La mamma a volte arrivava in quel momento e qualche volta, invece, quando era quasi mattina.
Lei era molto contenta di vederci , ci veniva incontro con un sorriso furbetto, con la testa giù piegata
in avanti, ci guardava sbirciando verso l’alto e mentre diceva delle parole lunghissime con tanti suoni
tutti uguali, come una canzone, ci mettevamo tutti e tre con le teste vicine e io cercavo con gli occhi di
incrociare lo sguardo di mio fratello e della mamma. Lei allora faceva il gioco di sbagliare i nostri
nomi e noi giocavamo a confonderla. Poi io cercavo i suoi occhi, con la testa vicina, vicina e lei, che
non voleva farsi vedere, andava sempre più giù con la testa sul mio petto, mentre mio fratello rideva
ancora. Io sapevo che quando lei faceva così, poi si metteva a piangere, e sottovoce mi chiedeva se ero
io Gabriele o era mio fratello. Mi chiedeva di aiutarla e piangeva, piano. Io avrei dovuto consolarla,
guidarla, guarirla dentro, nell’anima. Mio fratello continuava a fare le facce buffe, per farla ridere. Poi
la mamma si calmava, ci faceva fare il bagno e ci addormentavamo tutti insieme nel lettone.
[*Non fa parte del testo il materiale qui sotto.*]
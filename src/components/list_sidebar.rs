//! List Sidebar Component
//!
//! Left column with every list: click to select, inline rename, delete.

use leptos::prelude::*;
use shopping_core::ListId;
use web_sys::{KeyboardEvent, SubmitEvent};

use crate::components::DeleteListButton;
use crate::context::use_app_context;

/// One list entry with its item count
#[component]
fn ListEntry(list_id: ListId) -> impl IntoView {
    let ctx = use_app_context();

    let name = move || {
        ctx.with_state(|s| s.find_list(list_id).map(|list| list.name.clone()).unwrap_or_default())
    };
    let item_count = move || ctx.with_state(|s| s.find_list(list_id).map_or(0, |list| list.items.len()));
    let is_active = move || ctx.with_state(|s| s.active_list_id() == Some(list_id));
    let is_editing = move || ctx.with_state(|s| s.editing().is_some_and(|draft| draft.list_id == list_id));
    let draft = move || ctx.with_state(|s| s.editing().map(|draft| draft.text.clone()).unwrap_or_default());

    let entry_class = move || if is_active() { "list-entry active" } else { "list-entry" };

    let commit = move |ev: SubmitEvent| {
        ev.prevent_default();
        ctx.apply(|s| s.commit_rename());
    };

    view! {
        <div class=entry_class on:click=move |_| { ctx.apply(|s| s.select_list(list_id)); }>
            <Show
                when=is_editing
                fallback=move || view! {
                    <div class="list-entry-header">
                        <span class="list-entry-name">{name}</span>
                        <button
                            class="rename-btn"
                            title="Переименовать"
                            on:click=move |ev| {
                                ev.stop_propagation();
                                ctx.apply(|s| s.begin_rename(list_id));
                            }
                        >
                            "✎"
                        </button>
                        <DeleteListButton list_id=list_id />
                    </div>
                }
            >
                <form class="rename-form" on:submit=commit on:click=move |ev| ev.stop_propagation()>
                    <input
                        type="text"
                        prop:value=draft
                        on:input=move |ev| {
                            let text = event_target_value(&ev);
                            ctx.apply(|s| s.set_rename_draft(&text));
                        }
                        on:keydown=move |ev: KeyboardEvent| {
                            if ev.key() == "Escape" {
                                ctx.apply(|s| s.cancel_rename());
                            }
                        }
                    />
                    <button type="submit" class="confirm-btn">"✓"</button>
                    <button type="button" class="cancel-btn" on:click=move |_| { ctx.apply(|s| s.cancel_rename()); }>
                        "✗"
                    </button>
                </form>
            </Show>
            <div class="list-entry-meta">{move || format!("{} товаров", item_count())}</div>
        </div>
    }
}

#[component]
pub fn ListSidebar() -> impl IntoView {
    let ctx = use_app_context();
    let list_ids = move || ctx.with_state(|s| s.lists().iter().map(|list| list.id).collect::<Vec<_>>());

    view! {
        <aside class="list-sidebar">
            <h3>"Мои списки"</h3>
            <For
                each=list_ids
                key=|id| *id
                children=move |id| view! { <ListEntry list_id=id /> }
            />
        </aside>
    }
}
//! Delete List Button Component

use leptos::prelude::*;
use shopping_core::ListId;

use crate::context::use_app_context;

/// Trash button for a sidebar entry. The first click asks again, naming the
/// list and how many items go with it; only the second click deletes.
#[component]
pub fn DeleteListButton(list_id: ListId) -> impl IntoView {
    let ctx = use_app_context();
    let (asking, set_asking) = signal(false);

    let question = move || {
        ctx.with_state(|s| match s.find_list(list_id) {
            Some(list) if list.items.is_empty() => format!("Удалить «{}»?", list.name),
            Some(list) => format!("Удалить «{}» ({} товаров)?", list.name, list.items.len()),
            None => String::new(),
        })
    };

    let delete = move |ev: leptos::ev::MouseEvent| {
        ev.stop_propagation();
        set_asking.set(false);
        ctx.apply(|s| s.delete_list(list_id));
    };

    view! {
        <Show
            when=move || asking.get()
            fallback=move || {
                view! {
                    <button
                        class="delete-btn"
                        title="Удалить список"
                        on:click=move |ev| {
                            ev.stop_propagation();
                            set_asking.set(true);
                        }
                    >
                        "🗑️"
                    </button>
                }
            }
        >
            <span class="delete-confirm" on:click=move |ev| ev.stop_propagation()>
                <span class="delete-confirm-text">{question}</span>
                <button class="confirm-btn" on:click=delete>"Да"</button>
                <button class="cancel-btn" on:click=move |_| set_asking.set(false)>"Нет"</button>
            </span>
        </Show>
    }
}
Alla mattina per fortuna c’erano i «nostri genitori».
Gatta si metteva vicino al letto seduta bene, composta e ci guardava finché non ci svegliavamo, poi
faceva un piccolo salto guardando la cucina, poi tornava e ci chiamava.
Noi ci alzavamo e chiamavamo la mamma. Il latte per noi e per i gatti.
Uscivamo e, se la mamma si dimenticava la strada, noi l’aiutavamo a portarci all’asilo.
Io ero contento che a casa i nostri gatti ci aspettavano e ci facevano da genitori.